WhatsApp is widely used for instant messages, video interviews and group social calls. It is more or less universally used by everyone in order to communicate with colleagues and friends so is therefore very accessible and free to download on most of the latest platforms.
All users must have WhatsApp downloaded on their phone for it to work and all calls, including video calls, are end-to-end encrypted which means all chats are protected and cannot be intercepted by hackers.
Group Calling allows up to four participants to video call with each other using WhatsApp and it is advised to have strong internet connection in place before starting the video call – particularly if you’re interviewing or being interviewed
Teams was launched in 2016 and is Microsoft’s online collaboration tool that forms part of its Office 365 package. However, as with Microsoft Word, there are ways to get it for free.
The most obvious of which is to sign up for a trial version. This used to be only available for a month but Microsoft has increased it to six months because of the Coronavirus pandemic.
Microsoft Teams can have up to 250 participants in each meeting but limits the screen to displaying a maximum of four screens at once. The stream will switch depending on who is talking.
Microsoft has slowly been adding new features as Teams has grown. This includes live captions as well a broadcast function that’s a bit like Facebook Live – allowing anyone to tune in to a demonstration. This could be particularly useful for remote learning.
Microsoft has also committed to making Teams available for free to NHS workers during the Coronavirus crisis. Cindy Rose, Chief Executive of Microsoft UK, said: ‘Microsoft is fully committed to assisting the NHS at this incredibly challenging time. The use of Microsoft Teams will ensure the hardworking doctors, nurses and support staff across all NHS organisations have the collaboration tools they need to carry out their vital work. ‘We are hugely appreciative of their ongoing efforts to tackle COVID-19 and will continue to provide support however best we can.’
Skype is probably the best-known video tool and has been a fixture on our computers for many years now. It’s mostly used for people to make social calls to friends and family, but because it supports up to 50 participants it could be used for businesses as well.
Skype can be downloaded to a computer but it also offers a web app, which can be useful if you’re on an old or underpowered machine. Skype is also free, although businesses can upgrade to Skype for Business for a fee. This premium tier allows up to 250 people to join the same call and provides stronger security.
Hangouts comes with your Google account (Google) Google’s entry into the video conferencing space sometimes gets forgotten about but considering so many people have Google accounts already it’s worth considering. Like Skype, it operates through a web client and supports up to 250 participants.

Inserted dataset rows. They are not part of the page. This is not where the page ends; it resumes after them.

//! Shared fixtures: file builders, a scripted file backend and an in-process stub of the
//! media server.

use std::collections::HashMap;
use std::convert::Infallible;
use std::sync::atomic::{AtomicUsize, Ordering};
use std::sync::{Arc, Mutex};
use std::time::Duration;

use async_trait::async_trait;
use futures::StreamExt;
use axum::extract::{Query, State};
use axum::http::StatusCode;
use axum::response::sse::{Event, Sse};
use axum::routing::{get, post, MethodRouter};
use axum::{Json, Router};
use serde_json::{json, Value};
use tokio::task::JoinHandle;

use crate::api::{decode_identifier, FilesBackend};
use crate::bus::{BusEvent, EventBus, EventKind, Subscription};
use crate::config::AppConfig;
use crate::error::{ClientError, ClientResult};
use crate::types::{FileEntry, ViewKind};

pub fn file(name: &str, created: f64) -> FileEntry {
    FileEntry { filename: name.to_string(), created: Some(created), ..FileEntry::default() }
}

/// `count` files `/videos/clip_NN.mp4`, `created` = 1000 + index, 1 MiB each.
pub fn numbered_files(count: usize) -> Vec<FileEntry> {
    (0..count)
        .map(|i| FileEntry {
            filesize: Some(1 << 20),
            ..file(&format!("/videos/clip_{:02}.mp4", i), 1000.0 + i as f64)
        })
        .collect()
}

/// Defaults with short timers so tests do not wait long.
pub fn test_config(base_url: &str) -> AppConfig {
    let mut cfg = AppConfig::default();
    cfg.server.base_url = base_url.to_string();
    cfg.server.request_timeout_secs = 5;
    cfg.client.fetch_debounce_ms = 20;
    cfg.push.reconnect_base_ms = 10;
    cfg.push.reconnect_max_ms = 40;
    cfg
}

/// Collects every toast text published on `bus`.
pub fn collect_toasts(bus: &EventBus) -> (Arc<Mutex<Vec<String>>>, Subscription) {
    let seen = Arc::new(Mutex::new(Vec::new()));
    let sink = seen.clone();
    let sub = bus.subscribe(EventKind::Toast, move |event| {
        if let BusEvent::Toast(toast) = event {
            sink.lock().unwrap().push(toast.message.text().to_string());
        }
        Ok(())
    });
    (seen, sub)
}

/// File list source answering from memory, optionally after a delay.
pub struct ScriptedBackend {
    pub files: Mutex<Vec<FileEntry>>,
    pub calls: AtomicUsize,
    pub delay: Duration,
    pub fail: bool,
}

impl ScriptedBackend {
    pub fn new(files: Vec<FileEntry>) -> Self {
        Self { files: Mutex::new(files), calls: AtomicUsize::new(0), delay: Duration::ZERO, fail: false }
    }

    pub fn calls(&self) -> usize {
        self.calls.load(Ordering::SeqCst)
    }
}

#[async_trait]
impl FilesBackend for ScriptedBackend {
    async fn list_files(&self, _view: ViewKind) -> ClientResult<Vec<FileEntry>> {
        self.calls.fetch_add(1, Ordering::SeqCst);
        let files = self.files.lock().unwrap().clone();
        if !self.delay.is_zero() {
            tokio::time::sleep(self.delay).await;
        }
        if self.fail {
            return Err(ClientError::Status { status: 500, body: "scripted failure".into() });
        }
        Ok(files)
    }
}

/// Requests the stub server received: `(path, body or decoded identifier)`.
#[derive(Clone, Default)]
pub struct Recorded {
    calls: Arc<Mutex<Vec<(String, Value)>>>,
}

impl Recorded {
    fn push(&self, path: &str, body: Value) {
        self.calls.lock().unwrap().push((path.to_string(), body));
    }

    pub fn calls(&self) -> Vec<(String, Value)> {
        self.calls.lock().unwrap().clone()
    }

    pub fn bodies(&self, path: &str) -> Vec<Value> {
        self.calls().into_iter().filter(|(p, _)| p == path).map(|(_, b)| b).collect()
    }
}

pub struct StubServer {
    pub base_url: String,
    pub recorded: Recorded,
    handle: JoinHandle<()>,
}

impl Drop for StubServer {
    fn drop(&mut self) {
        self.handle.abort();
    }
}

fn recording_post(path: &'static str, response: Value) -> MethodRouter<Recorded> {
    post(move |State(rec): State<Recorded>, Json(body): Json<Value>| {
        let response = response.clone();
        async move {
            rec.push(path, body);
            Json(response)
        }
    })
}

async fn recording_delete(path: &'static str, rec: Recorded, query: HashMap<String, String>) -> Json<Value> {
    let decoded = query.get("url").and_then(|u| decode_identifier(u).ok()).unwrap_or_default();
    rec.push(path, Value::String(decoded));
    Json(json!({ "message": "deleted" }))
}

pub fn stub_files() -> Value {
    json!([
        { "filename": "/videos/alpha.mp4", "title": "Alpha", "folder": "", "filesize": 100, "created": 3.0, "width": 1920, "height": 1080, "duration": 600.0 },
        { "filename": "/videos/news/beta.mkv", "folder": "news", "filesize": 200, "created": 2.0, "download_id": 7 },
        { "filename": "/videos/gamma.webm", "folder": "", "created": 1.0, "favorite": true }
    ])
}

/// Media server stand-in covering the endpoints the client uses.
pub async fn spawn_media_server() -> StubServer {
    let recorded = Recorded::default();
    let router = Router::new()
        .route("/api/list", get(|| async { Json(stub_files()) }))
        .route(
            "/api/library/list",
            get(|| async { Json(json!([{ "filename": "/library/movie.mp4", "folder": "movies", "created": 5.0 }])) }),
        )
        .route(
            "/api/files",
            axum::routing::delete(|State(rec): State<Recorded>, Query(q): Query<HashMap<String, String>>| {
                recording_delete("/api/files", rec, q)
            }),
        )
        .route("/api/rename", recording_post("/api/rename", json!({ "success": true, "message": "Renamed" })))
        .route("/api/move_file", recording_post("/api/move_file", json!({ "success": true, "message": "Moved" })))
        .route("/api/toggle_favorite", recording_post("/api/toggle_favorite", json!({ "success": true })))
        .route("/api/generate_thumbnail", recording_post("/api/generate_thumbnail", json!({ "success": false })))
        .route(
            "/api/generate_thumbnails",
            post(|| async { Json(json!({ "success": true, "message": "Thumbnails queued" })) }),
        )
        .route(
            "/api/similar",
            recording_post(
                "/api/similar",
                json!([{ "score": 91.5, "file": { "filename": "/videos/alpha_copy.mp4", "created": 4.0 } }]),
            ),
        )
        .route(
            "/api/bookmarks",
            get(|| async { Json(json!([{ "title": "Example", "url": "https://example.org" }])) })
                .merge(recording_post("/api/bookmarks", json!({ "success": true })))
                .delete(|State(rec): State<Recorded>, Query(q): Query<HashMap<String, String>>| {
                    recording_delete("/api/bookmarks", rec, q)
                }),
        )
        .route("/download", recording_post("/download", json!("Download started")))
        .route(
            "/stream",
            recording_post("/stream", json!({ "videoUrl": "http://media.local/v.mp4//", "audioUrl": null, "title": "" })),
        )
        .route("/cleanup", get(|| async { Json(json!({ "message": "Cleanup done" })) }))
        .route("/cache/clear", get(|| async { Json(json!("Cache cleared")) }))
        .route("/broken", get(|| async { (StatusCode::INTERNAL_SERVER_ERROR, "boom") }))
        .route("/not-json", get(|| async { "plain text" }))
        .route(
            "/sse",
            get(|| async {
                let events = [
                    "Heartbeat 1",
                    "Downloading...[7] 42.5% complete",
                    " - writing fragment 3",
                    "Download failed [8]",
                ];
                // stays open after the last event, like the real server
                let stream = futures::stream::iter(
                    events.into_iter().map(|e| Ok::<Event, Infallible>(Event::default().data(e))),
                )
                .chain(futures::stream::pending());
                Sse::new(stream)
            }),
        )
        .route(
            "/sse-closed",
            get(|| async { Sse::new(futures::stream::empty::<Result<Event, Infallible>>()) }),
        )
        .route(
            "/api/onlines",
            get(|| async {
                Json(json!([
                    { "url": "http://media.local/live.m3u8", "original_url": "https://example.org/watch", "title": "Live",
                      "date": 1700000000.0, "resolution": "1920x1080", "stream_count": 3 },
                    { "url": "http://media.local/old.mp4", "title": null, "date": "1600000000" }
                ]))
            })
            .delete(|State(rec): State<Recorded>, Query(q): Query<HashMap<String, String>>| {
                recording_delete("/api/onlines", rec, q)
            }),
        )
        .route("/scan", get(|| async { Json(json!("Scan started")) }))
        .route("/update", get(|| async { (StatusCode::BAD_GATEWAY, "restarting") }))
        .with_state(recorded.clone());

    let listener = tokio::net::TcpListener::bind("127.0.0.1:0").await.unwrap();
    let addr = listener.local_addr().unwrap();
    let handle = tokio::spawn(async move {
        axum::serve(listener, router).await.unwrap();
    });
    StubServer { base_url: format!("http://{}", addr), recorded, handle }
}

/// An address nothing listens on.
pub async fn unused_base_url() -> String {
    let listener = tokio::net::TcpListener::bind("127.0.0.1:0").await.unwrap();
    let addr = listener.local_addr().unwrap();
    drop(listener);
    format!("http://{}", addr)
}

There’s a very clean interface and, as you’d expect, it fits in well with other Google products like Calendar and Google Docs. There’s also the option to record and save meetings to Google Drive. Like Microsoft Teams, there’s also the option to have captions provided to make it easier on those with hearing difficulties. Because of the pandemic, Google says it is making the enterprise-level version of Hangouts free to all G-Suite and Education customers until the first of July.